4.4 Clinical implications

The present study may improve the recognition and treatment of individuals with frequent OT VAs that are associated with the development of VPDCM. Due to the relatively high blood flow to the kidney, accounting for over 20 % of total cardiac output, chronic reduction in cardiac function can lead to progressive renal failure. Therefore, in patients with frequent VPDs and cardiomyopathy, successful suppression of VPDs may improve renal function in patients with new-onset kidney disease, and RFCA should therefore be considered.

5 Study limitations

The study has several limitations. Firstly, ours is a single-center retrospective observational study. Larger multicenter studies are warranted to confirm our findings. Secondly, we acknowledge that proteinuria is an important predictor of cardiovascular morbidity and mortality, and the role of proteinuria was not evaluated in this study. Thirdly, the results are not generalizable to patients with alternative causes for cardiomyopathy.
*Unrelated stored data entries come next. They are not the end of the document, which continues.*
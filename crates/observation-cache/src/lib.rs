//! Observation Cache - skip re-interpretation of repeated instructions
//!
//! Maps a normalized (instruction, page-structure) fingerprint to the action
//! previously resolved for it, so a repeat `act` call goes straight to the
//! executor without touching the interpreter. Fingerprints hash `(role,
//! name)` pairs down to a bounded depth: unrelated deep mutations do not
//! shift the key, structurally different pages almost always do, and the
//! residual false-positive risk is an accepted, tunable tradeoff.
//!
//! Eviction policy is owned by the caller: TTL at read time plus explicit
//! invalidation. Entries are immutable once stored.

pub mod cache;
pub mod fingerprint;
pub mod model;

pub use cache::ObservationCache;
pub use fingerprint::{fingerprint, normalize_instruction, DEFAULT_DEPTH_LIMIT};
pub use model::{CacheEntry, Fingerprint};
//! Interpreter collaborator boundary

use async_trait::async_trait;
use pagepilot_core_types::AutomationError;
use serde_json::Value;

use crate::model::{ExtractRequest, ProposeRequest};

/// Abstraction over the language-understanding collaborator so multiple
/// backends (HTTP sidecar, mock) can plug into the pipeline.
///
/// Both methods return raw `serde_json::Value`: the response is untrusted
/// until it passes local validation (`validate_proposal`, or schema
/// validation for extraction). Implementations must not validate.
#[async_trait]
pub trait InterpreterPort: Send + Sync {
    /// Ask for a structured action matching the instruction. The response
    /// may be a single proposal object or an ordered array of them.
    async fn propose_action(&self, request: &ProposeRequest) -> Result<Value, AutomationError>;

    /// Ask for structured data conforming to the schema hint.
    async fn extract_value(&self, request: &ExtractRequest) -> Result<Value, AutomationError>;
}
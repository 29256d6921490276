//! Core types for the locator system

use std::fmt;

use pagepilot_core_types::{NodeId, SnapshotId};
use serde::{Deserialize, Serialize};

/// One step of a structural path: descend into the `index`-th child sharing
/// `tag` (0-based) under the previous step's element.
#[derive(Clone, Debug, Eq, PartialEq, Serialize, Deserialize)]
pub struct PathStep {
    pub tag: String,
    pub index: usize,
}

impl PathStep {
    pub fn new(tag: impl Into<String>, index: usize) -> Self {
        Self {
            tag: tag.into(),
            index,
        }
    }
}

/// Durable structural locator derived from a `NodeId`: the full `{tag,
/// sibling-index}` path from the document root, in root-to-leaf order.
///
/// Carries the version tag of the snapshot it was derived from; resolving a
/// node against a different snapshot is a caller error and is rejected.
/// Re-resolving against a mutated document may fail (node removed) or land
/// on a different live element (node moved) - a staleness risk owned by the
/// caller, not an error in this layer.
#[derive(Clone, Debug, Eq, PartialEq, Serialize, Deserialize)]
pub struct ResolvedLocator {
    pub snapshot: SnapshotId,
    pub node: NodeId,
    pub steps: Vec<PathStep>,
}

impl ResolvedLocator {
    /// XPath-style rendering of the path, with 1-based positions.
    pub fn to_xpath(&self) -> String {
        let mut out = String::new();
        for step in &self.steps {
            out.push('/');
            out.push_str(&step.tag);
            out.push_str(&format!("[{}]", step.index + 1));
        }
        out
    }

    /// Tag name of the target element (last path step).
    pub fn leaf_tag(&self) -> &str {
        self.steps
            .last()
            .map(|step| step.tag.as_str())
            .unwrap_or_default()
    }
}

impl fmt::Display for ResolvedLocator {
    fn fmt(&self, f: &mut fmt::Formatter<'_>) -> fmt::Result {
        write!(f, "{}@{}", self.to_xpath(), self.snapshot.0)
    }
}

/// Opaque reference to a live element, minted by the driver-side `DomPort`
/// when a path step matches.
#[derive(Clone, Debug, Eq, PartialEq, Hash, Serialize, Deserialize)]
pub struct ElementHandle(pub String);
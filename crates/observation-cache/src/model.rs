//! Cache entry shapes

use action_locator::ResolvedLocator;
use chrono::{DateTime, Utc};
use interpreter_bridge::ActionProposal;
use serde::{Deserialize, Serialize};

/// Deterministic cache key: hex-encoded digest over the normalized
/// instruction and the depth-bounded page structure.
#[derive(Clone, Debug, Eq, PartialEq, Hash, Serialize, Deserialize)]
pub struct Fingerprint(pub String);

impl std::fmt::Display for Fingerprint {
    fn fmt(&self, f: &mut std::fmt::Formatter<'_>) -> std::fmt::Result {
        f.write_str(&self.0)
    }
}

/// One cached resolution. Created on first successful resolution, read on
/// repeat calls, never mutated. Serializable so callers can persist the
/// cache externally, keyed by fingerprint.
#[derive(Clone, Debug, PartialEq, Serialize, Deserialize)]
pub struct CacheEntry {
    pub fingerprint: Fingerprint,
    pub proposal: ActionProposal,
    #[serde(default, skip_serializing_if = "Option::is_none")]
    pub locator: Option<ResolvedLocator>,
    pub created_at: DateTime<Utc>,
}

impl CacheEntry {
    pub fn new(
        fingerprint: Fingerprint,
        proposal: ActionProposal,
        locator: Option<ResolvedLocator>,
    ) -> Self {
        Self {
            fingerprint,
            proposal,
            locator,
            created_at: Utc::now(),
        }
    }
}
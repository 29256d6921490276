//! Executor tuning knobs

use std::ops::RangeInclusive;
use std::time::Duration;

/// Runtime policy view consulted by the runner. Defaults match the
/// documented behavior; callers override through configuration.
#[derive(Clone, Debug)]
pub struct ExecutorPolicy {
    /// Inter-keystroke delay bounds for the `type` method, in milliseconds.
    /// Randomized per keystroke to simulate human input cadence.
    pub keystroke_delay_ms: RangeInclusive<u64>,

    /// Poll interval while waiting for an element to become actionable.
    pub actionable_poll: Duration,

    /// Bounded wait before the single resolve retry.
    pub resolve_retry_wait: Duration,

    /// Default per-action timeout when the caller supplies none.
    pub default_timeout: Duration,
}

impl Default for ExecutorPolicy {
    fn default() -> Self {
        Self {
            keystroke_delay_ms: 25..=75,
            actionable_poll: Duration::from_millis(50),
            resolve_retry_wait: Duration::from_millis(150),
            default_timeout: Duration::from_secs(10),
        }
    }
}
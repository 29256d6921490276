//! Error types for the interpreter boundary

use pagepilot_core_types::AutomationError;
use serde_json::Value;
use thiserror::Error;

/// Failures talking to or understanding the interpreter collaborator.
/// Transport and decode problems are treated the same way as malformed
/// proposals: a contract violation by the collaborator, surfaced without
/// automatic retry.
#[derive(Debug, Error, Clone)]
pub enum BridgeError {
    #[error("interpreter transport failed: {0}")]
    Transport(String),

    #[error("interpreter returned status {0}")]
    Status(u16),

    #[error("interpreter returned non-JSON payload: {0}")]
    Decode(String),

    #[error("interpreter request timed out after {0}ms")]
    Timeout(u64),
}

impl From<BridgeError> for AutomationError {
    fn from(err: BridgeError) -> Self {
        match err {
            BridgeError::Timeout(waited_ms) => AutomationError::Timeout {
                operation: "interpreter request".into(),
                waited_ms,
            },
            other => AutomationError::InvalidProposal {
                reason: other.to_string(),
                payload: Value::Null,
            },
        }
    }
}
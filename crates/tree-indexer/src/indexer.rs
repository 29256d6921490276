//! Depth-first pre-order id assignment

use pagepilot_core_types::{AutomationError, FrameIndex, NodeId};
use tracing::debug;

use crate::errors::IndexError;
use crate::model::{AccessibilityNode, IndexedNode, IndexedSnapshot};

/// Index a captured accessibility tree for `frame`. Ids are assigned
/// depth-first pre-order, stable with respect to DOM order, so re-running on
/// an unchanged tree reproduces identical ids.
///
/// Fails with `InvalidSnapshot` when the tree is empty or a node is missing
/// its role or tag.
pub fn index(root: &AccessibilityNode, frame: FrameIndex) -> Result<IndexedSnapshot, AutomationError> {
    if root.role.is_empty() && root.name.is_empty() && root.children.is_empty() {
        return Err(IndexError::EmptyTree.into());
    }

    let mut nodes: Vec<IndexedNode> = Vec::new();
    // Work stack of (raw node, parent offset, depth, tree path for errors).
    let mut stack: Vec<(&AccessibilityNode, Option<usize>, usize, String)> =
        vec![(root, None, 0, "/0".to_string())];

    while let Some((raw, parent, depth, path)) = stack.pop() {
        if raw.role.is_empty() {
            return Err(IndexError::MissingRole { path }.into());
        }
        if raw.tag.is_empty() {
            return Err(IndexError::MissingTag { path }.into());
        }

        let offset = nodes.len();
        nodes.push(IndexedNode {
            id: NodeId::new(frame, offset as u32),
            role: raw.role.clone(),
            name: raw.name.clone(),
            description: raw.description.clone(),
            tag: raw.tag.clone(),
            depth,
            parent,
            children: Vec::new(),
        });
        if let Some(parent) = parent {
            nodes[parent].children.push(offset);
        }

        // Reversed push keeps pre-order: the first child is popped next.
        for (child_pos, child) in raw.children.iter().enumerate().rev() {
            stack.push((child, Some(offset), depth + 1, format!("{path}/{child_pos}")));
        }
    }

    let snapshot = IndexedSnapshot::new(frame, nodes);
    debug!(frame, nodes = snapshot.len(), snapshot = %snapshot.id.0, "indexed accessibility tree");
    Ok(snapshot)
}
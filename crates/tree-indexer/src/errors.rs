//! Error types for snapshot indexing

use pagepilot_core_types::AutomationError;
use thiserror::Error;

/// Indexing failure enumeration. All variants surface to callers as
/// `AutomationError::InvalidSnapshot`.
#[derive(Debug, Error, Clone, PartialEq)]
pub enum IndexError {
    /// The snapshot has no nodes at all.
    #[error("snapshot tree is empty")]
    EmptyTree,

    /// A node arrived without a semantic role.
    #[error("node at tree path {path} is missing a role")]
    MissingRole { path: String },

    /// A node arrived without a backing element tag, which makes it
    /// impossible to derive a structural path later.
    #[error("node at tree path {path} is missing a tag name")]
    MissingTag { path: String },
}

impl From<IndexError> for AutomationError {
    fn from(err: IndexError) -> Self {
        AutomationError::InvalidSnapshot(err.to_string())
    }
}
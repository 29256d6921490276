//! Offline driver-side adapters for the CLI.
//!
//! The CLI exercises the full pipeline without a live browser: `SnapshotDom`
//! answers structural path queries from the loaded snapshot, and
//! `LoggingDriver` logs every primitive it would have performed.

use action_executor::{Actionability, DriverPort, OptionEntry};
use action_locator::{DomPort, ElementHandle};
use async_trait::async_trait;
use pagepilot_core_types::AutomationError;
use tracing::info;
use tree_indexer::IndexedSnapshot;

/// `DomPort` over an indexed snapshot. Element handles are arena offsets, so
/// a handle is only meaningful against the snapshot that minted it.
pub struct SnapshotDom {
    snapshot: IndexedSnapshot,
}

impl SnapshotDom {
    pub fn new(snapshot: IndexedSnapshot) -> Self {
        Self { snapshot }
    }

    fn offset_of(&self, handle: &ElementHandle) -> Option<usize> {
        let offset: usize = handle.0.parse().ok()?;
        (offset < self.snapshot.len()).then_some(offset)
    }
}

#[async_trait]
impl DomPort for SnapshotDom {
    async fn query_step(
        &self,
        parent: Option<&ElementHandle>,
        tag: &str,
        index: usize,
    ) -> Result<Option<ElementHandle>, AutomationError> {
        let matched = match parent {
            // The document root is the only top-level element.
            None => (self.snapshot.root().tag == tag && index == 0).then_some(0usize),
            Some(handle) => {
                let Some(offset) = self.offset_of(handle) else {
                    return Ok(None);
                };
                self.snapshot
                    .node_at(offset)
                    .children
                    .iter()
                    .copied()
                    .filter(|child| self.snapshot.node_at(*child).tag == tag)
                    .nth(index)
            }
        };
        Ok(matched.map(|offset| ElementHandle(offset.to_string())))
    }
}

/// No-op `DriverPort` that reports every primitive as performed. Elements are
/// always actionable at a fixed position, so plans run end to end.
#[derive(Debug, Default)]
pub struct LoggingDriver;

#[async_trait]
impl DriverPort for LoggingDriver {
    async fn click(&self, element: &ElementHandle) -> Result<(), AutomationError> {
        info!(element = %element.0, "click");
        Ok(())
    }

    async fn hover(&self, element: &ElementHandle) -> Result<(), AutomationError> {
        info!(element = %element.0, "hover");
        Ok(())
    }

    async fn clear_value(&self, element: &ElementHandle) -> Result<(), AutomationError> {
        info!(element = %element.0, "clear value");
        Ok(())
    }

    async fn set_value(&self, element: &ElementHandle, text: &str) -> Result<(), AutomationError> {
        info!(element = %element.0, text, "set value");
        Ok(())
    }

    async fn key_stroke(&self, element: &ElementHandle, ch: char) -> Result<(), AutomationError> {
        info!(element = %element.0, key = %ch, "key stroke");
        Ok(())
    }

    async fn options_of(
        &self,
        element: &ElementHandle,
    ) -> Result<Vec<OptionEntry>, AutomationError> {
        info!(element = %element.0, "read options");
        Ok(Vec::new())
    }

    async fn select_by_text(
        &self,
        element: &ElementHandle,
        text: &str,
    ) -> Result<(), AutomationError> {
        info!(element = %element.0, text, "select by text");
        Ok(())
    }

    async fn find_text(&self, text: &str) -> Result<Option<ElementHandle>, AutomationError> {
        info!(text, "find by text");
        Ok(None)
    }

    async fn key_press(&self, key: &str) -> Result<(), AutomationError> {
        info!(key, "key press");
        Ok(())
    }

    async fn page_height(&self) -> Result<f64, AutomationError> {
        Ok(2000.0)
    }

    async fn scroll_to_offset(&self, offset: f64) -> Result<(), AutomationError> {
        info!(offset, "scroll to offset");
        Ok(())
    }

    async fn scroll_into_view(&self, element: &ElementHandle) -> Result<(), AutomationError> {
        info!(element = %element.0, "scroll into view");
        Ok(())
    }

    async fn probe(&self, _element: &ElementHandle) -> Result<Actionability, AutomationError> {
        Ok(Actionability {
            attached: true,
            visible: true,
            enabled: true,
            position: (0.0, 0.0),
        })
    }
}
//! Pure, deterministic fingerprint computation

use serde_json::json;
use sha2::{Digest, Sha256};
use tree_indexer::IndexedSnapshot;

use crate::model::Fingerprint;

/// Default structural depth bound. Eight levels cover the chrome of typical
/// pages (document, landmarks, sections, widgets) while leaving deep content
/// churn out of the key. Tunable via configuration.
pub const DEFAULT_DEPTH_LIMIT: usize = 8;

/// Normalized instruction form: trimmed, case-folded, inner whitespace
/// collapsed to single spaces.
pub fn normalize_instruction(instruction: &str) -> String {
    instruction
        .split_whitespace()
        .map(|word| word.to_lowercase())
        .collect::<Vec<_>>()
        .join(" ")
}

/// Compute the cache key for `(instruction, snapshot)`. Pure and
/// deterministic: identical instructions against structurally equivalent
/// pages always produce the same fingerprint, so unchanged pages never miss.
pub fn fingerprint(
    instruction: &str,
    snapshot: &IndexedSnapshot,
    depth_limit: usize,
) -> Fingerprint {
    let structure: Vec<[String; 2]> = snapshot
        .role_name_pairs(depth_limit)
        .into_iter()
        .map(|(role, name)| [role, name])
        .collect();

    let canonical = json!({
        "instruction": normalize_instruction(instruction),
        "frame": snapshot.frame,
        "structure": structure,
    });

    let mut hasher = Sha256::new();
    hasher.update(canonical.to_string().as_bytes());
    Fingerprint(hex::encode(hasher.finalize()))
}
Lastly, longer follow-up would be useful to determine the effects of ablation on renal function in the longer term.

6 Conclusions

This study suggests that successful catheter ablation of OT VA reduces VPD burden and is associated with improved LVEF and renal function for patients with VPDCM during medium term follow-up. Prospective studies with longer follow-up are warranted.